» TASK REQUIREMENTS: Return only what lies between the first line of the entries and the line containing "use diesel::Connection;", both lines included.

[Collected data]
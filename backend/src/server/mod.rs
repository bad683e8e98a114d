//! Server construction: migrations, state assembly, and route wiring.

mod config;
mod state_builders;

pub use config::{Config, MailgunSettings};

use actix_web::dev::{ServiceFactory, ServiceRequest, ServiceResponse};
use actix_web::{App, HttpServer, web};
use diesel::Connection;
use diesel_migrations::{EmbeddedMigrations, MigrationHarness, embed_migrations};
use tracing::info;

use crate::inbound::http::health::{HealthState, live, ready};
use crate::inbound::http::state::HttpState;
use crate::inbound::ws::state::WsState;
use crate::inbound::{http, ws};
use crate::middleware::Trace;
use crate::outbound::persistence::{DbPool, PoolConfig};
use state_builders::build_states;

const MIGRATIONS: EmbeddedMigrations = embed_migrations!();

/// Apply pending schema migrations over a blocking connection.
///
/// # Errors
/// Fails when the database is unreachable or a migration cannot be applied.
fn run_migrations(database_url: &str) -> std::io::Result<()> {
    let mut connection = diesel::PgConnection::establish(database_url)
        .map_err(|err| std::io::Error::other(format!("database connection failed: {err}")))?;
    let applied = connection
        .run_pending_migrations(MIGRATIONS)
        .map_err(|err| std::io::Error::other(format!("migrations failed: {err}")))?;
    if !applied.is_empty() {
        info!(count = applied.len(), "applied schema migrations");
    }
    Ok(())
}

fn build_app(
    health_state: web::Data<HealthState>,
    http_state: web::Data<HttpState>,
    ws_state: web::Data<WsState>,
) -> App<
    impl ServiceFactory<
        ServiceRequest,
        Config = (),
        Response = ServiceResponse,
        Error = actix_web::Error,
        InitError = (),
    >,
> {
    App::new()
        .app_data(health_state)
        .app_data(http_state)
        .app_data(ws_state)
        .wrap(Trace)
        .service(web::scope("/api").configure(http::configure))
        .service(ws::pending_orders)
        .service(ready)
        .service(live)
}

/// Run migrations, build the connection pool and services, and serve until
/// shutdown.
///
/// # Errors
/// Propagates [`std::io::Error`] from migrations, pool construction, or
/// binding the listener.
pub async fn run(config: Config) -> std::io::Result<()> {
    run_migrations(&config.database_url)?;

    let pool = DbPool::new(
        PoolConfig::new(&config.database_url).with_max_size(config.db_pool_size),
    )
    .await
    .map_err(|err| std::io::Error::other(err.to_string()))?;

    let (http_state, ws_state) = build_states(&config, pool);
    let http_state = web::Data::new(http_state);
    let ws_state = web::Data::new(ws_state);
    let health_state = web::Data::new(HealthState::new());
    let server_health_state = health_state.clone();

    let server = HttpServer::new(move || {
        build_app(
            server_health_state.clone(),
            http_state.clone(),
            ws_state.clone(),
        )
    })
    .bind(config.bind_addr)?
    .run();

    info!(addr = %config.bind_addr, "listening");
    health_state.mark_ready();
    server.await
}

» EXERCISE RESPONSE:
filename backend/src/server/mod.rs
repository bad683e8e98a114d
//! Server construction: migrations, state assembly, and route wiring.

mod config;
mod state_builders;

pub use config::{Config, MailgunSettings};

use actix_web::dev::{ServiceFactory, ServiceRequest, ServiceResponse};
use actix_web::{App, HttpServer, web};
use diesel::Connection;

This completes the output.